## WORK TO COMPLETE
From the entries that follow, reproduce exactly and only the lines from the line with "reports a failure." to the line with "setting on the device.", endpoints included.

Collected data:
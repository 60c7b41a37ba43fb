//! HTTP device client for an IntesisHome-style bridge.
//!
//! The bridge exposes a single resource per device at `{api}/hvac/{device}`:
//! `GET` returns the status document, `POST` with `{"param", "value"}` applies
//! a setting.

use std::sync::Arc;

use anyhow::{anyhow, bail};
use async_trait::async_trait;
use reqwest::{Client, RequestBuilder};
use tracing::{debug, info, instrument, warn};

use crate::base::{config::Config, types::Res};

use super::{
    GenericHvacClient, HvacClient,
    status::{HvacSet, HvacStatus},
};

// Extra methods on `HvacClient` applied by the intesis implementation.

impl HvacClient {
    /// Creates a new device client from the configuration.
    pub fn intesis(config: &Config) -> Self {
        Self::from(IntesisHvacClient::new(&config.intesis_api, &config.intesis_device))
    }
}

impl From<IntesisHvacClient> for HvacClient {
    fn from(client: IntesisHvacClient) -> Self {
        Self::new(Arc::new(client))
    }
}

// Structs.

/// Device client speaking to the bridge over HTTP.
#[derive(Clone)]
pub struct IntesisHvacClient {
    client: Client,
    endpoint: String,
}

impl IntesisHvacClient {
    /// Create a new client for `device` behind the bridge at `api`.
    pub fn new(api: &str, device: &str) -> Self {
        let endpoint = format!("{}/hvac/{}", api.trim_end_matches('/'), device);

        info!("Using device endpoint: {}", endpoint);

        Self { client: Client::new(), endpoint }
    }

    /// The full URL of the device resource.
    pub fn endpoint(&self) -> &str {
        &self.endpoint
    }

    /// Send `request` and return the body of a successful response.
    async fn call(&self, method: &str, request: RequestBuilder) -> Res<String> {
        let response = request
            .send()
            .await
            .map_err(|e| anyhow!("http {} failed. url: {} cause: {}", method, self.endpoint, e))?;

        let status = response.status();
        let body = response
            .text()
            .await
            .map_err(|e| anyhow!("cannot read response body from: {} cause: {}", self.endpoint, e))?;

        if !status.is_success() {
            warn!("Device returned {} for {} {}", status, method, self.endpoint);
            bail!("invalid status code: {} url: {} body: {}", status.as_u16(), self.endpoint, body);
        }

        debug!("Device responded: {}", body);

        Ok(body)
    }
}

#[async_trait]
impl GenericHvacClient for IntesisHvacClient {
    #[instrument(skip(self))]
    async fn status(&self) -> Res<HvacStatus> {
        let body = self.call("get", self.client.get(&self.endpoint)).await?;

        serde_json::from_str(&body).map_err(|e| {
            warn!("Unable to decode device status: {}", e);
            anyhow!("unable to decode: `{}`", body)
        })
    }

    #[instrument(skip(self))]
    async fn set(&self, param: &str, value: &str) -> Res<String> {
        let payload = HvacSet {
            param: param.to_string(),
            value: value.to_string(),
        };

        self.call("post", self.client.post(&self.endpoint).json(&payload)).await
    }
}
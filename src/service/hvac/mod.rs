pub mod intesis;
pub mod status;

use std::{ops::Deref, sync::Arc};

use async_trait::async_trait;

use crate::base::types::Res;

use status::HvacStatus;

// Traits.

/// Generic device client trait that clients must implement.
///
/// This trait defines the two operations the bot performs against the
/// climate-control device. Implementing this trait allows different device
/// APIs to be used with chat-hvac.
#[async_trait]
pub trait GenericHvacClient: Send + Sync + 'static {
    /// Fetch a fresh snapshot of the device.
    ///
    /// Fails on transport errors, non-success responses, or a body that does
    /// not decode as a status document (the error carries the raw body).
    async fn status(&self) -> Res<HvacStatus>;

    /// Set `param` to `value` on the device.
    ///
    /// Neither side is validated locally; the device API decides what is
    /// acceptable. Returns the raw response body on success.
    async fn set(&self, param: &str, value: &str) -> Res<String>;
}

// Structs.

/// Device client for the application.
///
/// This is trivially cloneable and can be passed around without the need for `Arc` or `Mutex`.
#[derive(Clone)]
pub struct HvacClient {
    inner: Arc<dyn GenericHvacClient>,
}

impl Deref for HvacClient {
    type Target = dyn GenericHvacClient;

    fn deref(&self) -> &Self::Target {
        &*self.inner
    }
}

impl HvacClient {
    pub fn new(inner: Arc<dyn GenericHvacClient>) -> Self {
        Self { inner }
    }
}
//! The built-in chat commands.

use tracing::{info, instrument, warn};

use crate::base::types::{Err, Event, Res, Void};

use super::dispatcher::{Captures, HandlerContext, Signature};

pub const SET_PATTERN: &str = "(.+) set (.+) (.+)";
pub const STATUS_PATTERN: &str = "(.+) (status|state)";
pub const HELP_PATTERN: &str = "(.+) help";
pub const PING_PATTERN: &str = "(.+) (ping|hi|hello)";
pub const SHUTDOWN_PATTERN: &str = "(.+) shutdown";
pub const DEFAULT_PATTERN: &str = "(.+) .*";

/// Prefix of every reply that reports a failure.
pub const ERROR_MARKER: &str = ":x:";

pub const HELP_REPLY: &str = "I'm expecting something like\n`@hvac (help|status|set|ping|shutdown) [key] [value]`";
pub const SHUTDOWN_REPLY: &str = "Shutdown command received. Going to sleep now, bye ...";
pub const UNRECOGNIZED_REPLY: &str = "I'm not sure what you are after. :shrug:";

/// The default command table, in match order. The catch-all must stay last.
pub fn default_signatures() -> Res<Vec<Signature>> {
    Ok(vec![
        Signature::new(SET_PATTERN, set)?,
        Signature::new(STATUS_PATTERN, status)?,
        Signature::new(HELP_PATTERN, help)?,
        Signature::new(PING_PATTERN, ping)?,
        Signature::new(SHUTDOWN_PATTERN, shutdown)?,
        Signature::new(DEFAULT_PATTERN, unrecognized)?,
    ])
}

/// Formats a failure as a chat reply.
pub fn error_reply(err: &Err) -> String {
    format!("{ERROR_MARKER} {err:#}")
}

/// `@hvac set <key> <value>`: applies a setting on the device.
#[instrument(skip_all)]
pub async fn set(context: HandlerContext, event: Event, captures: Captures) -> Void {
    let (param, value) = (captures.get(2), captures.get(3));

    info!("Setting {} to {} ...", param, value);

    let reply = match context.hvac.set(param, value).await {
        Ok(body) => format!(":+1: `{body}`"),
        Err(err) => {
            warn!("Set failed: {}", err);
            error_reply(&err)
        }
    };

    context.reply(&event, reply).await
}

/// `@hvac status`: replies with the full device snapshot.
#[instrument(skip_all)]
pub async fn status(context: HandlerContext, event: Event, _captures: Captures) -> Void {
    let reply = match context.hvac.status().await {
        Ok(status) => status.to_string(),
        Err(err) => {
            warn!("Status failed: {}", err);
            error_reply(&err)
        }
    };

    context.reply(&event, reply).await
}

pub async fn help(context: HandlerContext, event: Event, _captures: Captures) -> Void {
    context.reply(&event, HELP_REPLY.to_string()).await
}

/// `@hvac ping|hi|hello`: are you there?
pub async fn ping(context: HandlerContext, event: Event, captures: Captures) -> Void {
    let reply = match captures.get(2) {
        "ping" => "pong",
        "hi" => ":wave:",
        "hello" => "Yes, I'm listening ...",
        _ => "Err, not sure how I ended up here in the ping handler to be honest ... :confused:",
    };

    context.reply(&event, reply.to_string()).await
}

/// `@hvac shutdown`: says goodbye, then stops the dispatcher.
#[instrument(skip_all)]
pub async fn shutdown(context: HandlerContext, event: Event, _captures: Captures) -> Void {
    info!("Shutdown command received from {}.", event.user);

    let result = context.reply(&event, SHUTDOWN_REPLY.to_string()).await;
    context.shutdown.trigger();

    result
}

/// Catch-all for mentions no other command understood.
pub async fn unrecognized(context: HandlerContext, event: Event, _captures: Captures) -> Void {
    context.reply(&event, format!("{UNRECOGNIZED_REPLY}\n{HELP_REPLY}")).await
}
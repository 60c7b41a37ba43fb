pub mod console;
pub mod slack;

use std::{ops::Deref, sync::Arc};

use async_trait::async_trait;
use tokio::sync::mpsc;

use crate::base::types::{Event, Message, Void};

// Traits.

/// Generic "chat" trait that clients must implement.
///
/// This trait defines the core functionality for interacting with chat platforms
/// like Slack. Implementing this trait allows different chat services to be used
/// with chat-hvac.
#[async_trait]
pub trait GenericChatClient: Send + Sync + 'static {
    /// Start producing mention events onto `output`.
    ///
    /// Returns once the listener is up; events keep arriving in the background
    /// until `shutdown` is called or the underlying source is exhausted, at
    /// which point `output` is dropped.
    async fn listen(&self, output: mpsc::Sender<Event>) -> Void;

    /// Deliver a reply.
    ///
    /// When `message.threaded` is set, the reply is anchored to
    /// `message.timestamp`.
    async fn say(&self, message: &Message) -> Void;

    /// Stop producing events and release the underlying connection.
    async fn shutdown(&self);
}

// Structs.

/// Chat client for the application.
///
/// It is designed to be trivially cloneable, allowing it to be passed around
/// without the need for `Arc` or `Mutex`.
#[derive(Clone)]
pub struct ChatClient {
    inner: Arc<dyn GenericChatClient>,
}

impl Deref for ChatClient {
    type Target = dyn GenericChatClient;

    fn deref(&self) -> &Self::Target {
        &*self.inner
    }
}

impl ChatClient {
    pub fn new(inner: Arc<dyn GenericChatClient>) -> Self {
        Self { inner }
    }
}
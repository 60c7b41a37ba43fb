//! Wire types for the device API.

use std::fmt;

use serde::{Deserialize, Serialize};

/// Body of a set command.
#[derive(Debug, Clone, PartialEq, Eq, Serialize)]
pub struct HvacSet {
    pub param: String,
    pub value: String,
}

/// A snapshot of the device, as returned by `GET /hvac/{device}`.
///
/// Missing fields decode to their zero value.
#[derive(Debug, Clone, Default, PartialEq, Eq, Serialize, Deserialize)]
#[serde(default)]
pub struct HvacStatus {
    pub device: HvacDevice,
    pub status: HvacState,
}

/// Identity of the device.
#[derive(Debug, Clone, Default, PartialEq, Eq, Serialize, Deserialize)]
#[serde(default)]
pub struct HvacDevice {
    pub id: String,
    pub name: String,
    #[serde(rename = "familyId")]
    pub family_id: i64,
    #[serde(rename = "modelId")]
    pub model_id: i64,
    #[serde(rename = "installationId")]
    pub installation_id: i64,
    #[serde(rename = "zoneId")]
    pub zone_id: i64,
    pub order: i64,
    pub widgets: Vec<i64>,
}

/// Fan speed labels, keyed by the numeric speed.
#[derive(Debug, Clone, Default, PartialEq, Eq, Serialize, Deserialize)]
#[serde(default)]
pub struct FanMap {
    #[serde(rename = "0")]
    pub speed_0: String,
    #[serde(rename = "1")]
    pub speed_1: String,
    #[serde(rename = "2")]
    pub speed_2: String,
    #[serde(rename = "3")]
    pub speed_3: String,
    #[serde(rename = "4")]
    pub speed_4: String,
}

impl fmt::Display for FanMap {
    fn fmt(&self, f: &mut fmt::Formatter<'_>) -> fmt::Result {
        write!(f, "0={} 1={} 2={} 3={} 4={}", self.speed_0, self.speed_1, self.speed_2, self.speed_3, self.speed_4)
    }
}

/// The live state of the device.
#[derive(Debug, Clone, Default, PartialEq, Eq, Serialize, Deserialize)]
#[serde(default)]
pub struct HvacState {
    #[serde(rename = "187")]
    pub uid_187: i64,
    #[serde(rename = "188")]
    pub uid_188: i64,
    #[serde(rename = "189")]
    pub uid_189: i64,
    #[serde(rename = "190")]
    pub uid_190: i64,
    #[serde(rename = "50008")]
    pub uid_50008: i64,
    #[serde(rename = "50010")]
    pub uid_50010: i64,
    pub alarm_status: i64,
    pub config_confirm_off: i64,
    pub config_fan_map: FanMap,
    pub config_mode_map: i64,
    pub config_quiet: i64,
    pub config_vertical_vanes: i64,
    pub cool_temperature_max: i64,
    pub cool_temperature_min: i64,
    pub error_address: i64,
    pub error_code: i64,
    pub external_led: String,
    pub fan_speed: i64,
    pub filter_clean: i64,
    pub filter_due_hours: i64,
    pub heat_temperature_min: i64,
    pub internal_led: String,
    pub internal_temperature_offset: i64,
    // The device API spells these without the second `t`.
    #[serde(rename = "mainenance_w_reset")]
    pub maintenance_w_reset: i64,
    #[serde(rename = "mainenance_wo_reset")]
    pub maintenance_wo_reset: i64,
    pub mode: String,
    pub power: String,
    pub quiet_mode: String,
    pub remote_controller_lock: i64,
    pub rssi: i64,
    pub runtime_mode_restrictions: i64,
    pub setpoint: i64,
    pub setpoint_max: i64,
    pub setpoint_min: i64,
    pub temp_limitation: String,
    pub temperature: i64,
    pub uid_185: i64,
    pub uid_186: i64,
    pub vvane: String,
    pub working_hours: i64,
}

impl HvacState {
    /// Returns every field as a `(label, value)` pair, in schema order.
    pub fn fields(&self) -> Vec<(&'static str, String)> {
        vec![
            ("187", self.uid_187.to_string()),
            ("188", self.uid_188.to_string()),
            ("189", self.uid_189.to_string()),
            ("190", self.uid_190.to_string()),
            ("50008", self.uid_50008.to_string()),
            ("50010", self.uid_50010.to_string()),
            ("alarm_status", self.alarm_status.to_string()),
            ("config_confirm_off", self.config_confirm_off.to_string()),
            ("config_fan_map", self.config_fan_map.to_string()),
            ("config_mode_map", self.config_mode_map.to_string()),
            ("config_quiet", self.config_quiet.to_string()),
            ("config_vertical_vanes", self.config_vertical_vanes.to_string()),
            ("cool_temperature_max", self.cool_temperature_max.to_string()),
            ("cool_temperature_min", self.cool_temperature_min.to_string()),
            ("error_address", self.error_address.to_string()),
            ("error_code", self.error_code.to_string()),
            ("external_led", self.external_led.clone()),
            ("fan_speed", self.fan_speed.to_string()),
            ("filter_clean", self.filter_clean.to_string()),
            ("filter_due_hours", self.filter_due_hours.to_string()),
            ("heat_temperature_min", self.heat_temperature_min.to_string()),
            ("internal_led", self.internal_led.clone()),
            ("internal_temperature_offset", self.internal_temperature_offset.to_string()),
            ("maintenance_w_reset", self.maintenance_w_reset.to_string()),
            ("maintenance_wo_reset", self.maintenance_wo_reset.to_string()),
            ("mode", self.mode.clone()),
            ("power", self.power.clone()),
            ("quiet_mode", self.quiet_mode.clone()),
            ("remote_controller_lock", self.remote_controller_lock.to_string()),
            ("rssi", self.rssi.to_string()),
            ("runtime_mode_restrictions", self.runtime_mode_restrictions.to_string()),
            ("setpoint", self.setpoint.to_string()),
            ("setpoint_max", self.setpoint_max.to_string()),
            ("setpoint_min", self.setpoint_min.to_string()),
            ("temp_limitation", self.temp_limitation.clone()),
            ("temperature", self.temperature.to_string()),
            ("uid_185", self.uid_185.to_string()),
            ("uid_186", self.uid_186.to_string()),
            ("vvane", self.vvane.clone()),
            ("working_hours", self.working_hours.to_string()),
        ]
    }
}

/// Renders the status as `label: value` lines.
impl fmt::Display for HvacStatus {
    fn fmt(&self, f: &mut fmt::Formatter<'_>) -> fmt::Result {
        let lines = self.status.fields().into_iter().map(|(label, value)| format!("{label}: {value}")).collect::<Vec<_>>();

        f.write_str(&lines.join("\n"))
    }
}
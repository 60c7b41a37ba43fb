#![cfg(test)]

use chat_hvac::service::{
    health,
    hvac::{GenericHvacClient, intesis::IntesisHvacClient},
};
use serde_json::json;
use wiremock::{
    Mock, MockServer, ResponseTemplate,
    matchers::{body_json, method, path},
};

const DEVICE: &str = "127934703953";

fn status_document() -> serde_json::Value {
    json!({
        "device": { "id": DEVICE, "name": "Lounge", "familyId": 1, "modelId": 2, "installationId": 3, "zoneId": 4, "order": 0, "widgets": [] },
        "status": { "power": "on", "mode": "heat", "fan_speed": 2, "setpoint": 220, "temperature": 198, "187": 5 }
    })
}

async fn client(mock_server: &MockServer) -> IntesisHvacClient {
    IntesisHvacClient::new(&mock_server.uri(), DEVICE)
}

#[tokio::test]
async fn status_decodes_the_device_document() {
    let mock_server = MockServer::start().await;

    Mock::given(method("GET"))
        .and(path(format!("/hvac/{DEVICE}")))
        .respond_with(ResponseTemplate::new(200).set_body_json(status_document()))
        .expect(2)
        .mount(&mock_server)
        .await;

    let client = client(&mock_server).await;

    let first = client.status().await.unwrap();
    let second = client.status().await.unwrap();

    assert_eq!(first.device.name, "Lounge");
    assert_eq!(first.status.mode, "heat");
    assert_eq!(first.status.uid_187, 5);
    assert_eq!(first.to_string(), second.to_string());
}

#[tokio::test]
async fn status_reports_undecodable_body() {
    let mock_server = MockServer::start().await;

    Mock::given(method("GET"))
        .respond_with(ResponseTemplate::new(200).set_body_string("not json"))
        .mount(&mock_server)
        .await;

    let err = client(&mock_server).await.status().await.unwrap_err();

    assert_eq!(err.to_string(), "unable to decode: `not json`");
}

#[tokio::test]
async fn status_rejects_non_success() {
    let mock_server = MockServer::start().await;

    Mock::given(method("GET"))
        .respond_with(ResponseTemplate::new(503).set_body_string("bridge offline"))
        .mount(&mock_server)
        .await;

    let err = client(&mock_server).await.status().await.unwrap_err().to_string();

    assert!(err.starts_with("invalid status code: 503"));
    assert!(err.ends_with("body: bridge offline"));
}

#[tokio::test]
async fn set_posts_param_and_value() {
    let mock_server = MockServer::start().await;

    Mock::given(method("POST"))
        .and(path(format!("/hvac/{DEVICE}")))
        .and(body_json(json!({ "param": "power", "value": "on" })))
        .respond_with(ResponseTemplate::new(202).set_body_string("accepted"))
        .expect(1)
        .mount(&mock_server)
        .await;

    let body = client(&mock_server).await.set("power", "on").await.unwrap();

    assert_eq!(body, "accepted");
}

#[tokio::test]
async fn set_accepts_any_success_code() {
    let mock_server = MockServer::start().await;

    Mock::given(method("POST"))
        .respond_with(ResponseTemplate::new(200).set_body_string("{}"))
        .mount(&mock_server)
        .await;

    assert_eq!(client(&mock_server).await.set("setpoint", "215").await.unwrap(), "{}");
}

#[tokio::test]
async fn set_surfaces_device_rejection() {
    let mock_server = MockServer::start().await;

    Mock::given(method("POST"))
        .respond_with(ResponseTemplate::new(400).set_body_string("unknown param: colour"))
        .mount(&mock_server)
        .await;

    let err = client(&mock_server).await.set("colour", "blue").await.unwrap_err().to_string();

    assert!(err.starts_with("invalid status code: 400"));
    assert!(err.contains("unknown param: colour"));
}

#[tokio::test]
async fn health_endpoint() {
    let addr = health::start("127.0.0.1:0").await.unwrap();

    let response = reqwest::get(format!("http://{addr}/health")).await.unwrap();
    assert_eq!(response.status().as_u16(), 200);
    assert_eq!(response.text().await.unwrap(), "ok");

    let response = reqwest::get(format!("http://{addr}/")).await.unwrap();
    assert_eq!(response.status().as_u16(), 501);
    assert_eq!(response.text().await.unwrap(), "not implemented");
}

#[tokio::test]
async fn health_bind_failure_is_an_error() {
    let addr = health::start("127.0.0.1:0").await.unwrap();

    assert!(health::start(&addr.to_string()).await.is_err());
}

## OUTPUT FOR THIS TASK
/// Prefix of every reply that reports a failure.
pub const ERROR_MARKER: &str = ":x:";

pub const HELP_REPLY: &str = "I'm expecting something like\n`@hvac (help|status|set|ping|shutdown) [key] [value]`";
pub const SHUTDOWN_REPLY: &str = "Shutdown command received. Going to sleep now, bye ...";
pub const UNRECOGNIZED_REPLY: &str = "I'm not sure what you are after. :shrug:";

/// The default command table, in match order. The catch-all must stay last.
pub fn default_signatures() -> Res<Vec<Signature>> {
    Ok(vec![
        Signature::new(SET_PATTERN, set)?,
        Signature::new(STATUS_PATTERN, status)?,
        Signature::new(HELP_PATTERN, help)?,
        Signature::new(PING_PATTERN, ping)?,
        Signature::new(SHUTDOWN_PATTERN, shutdown)?,
        Signature::new(DEFAULT_PATTERN, unrecognized)?,
    ])
}

/// Formats a failure as a chat reply.
pub fn error_reply(err: &Err) -> String {
    format!("{ERROR_MARKER} {err:#}")
}

/// `@hvac set <key> <value>`: applies a setting on the device.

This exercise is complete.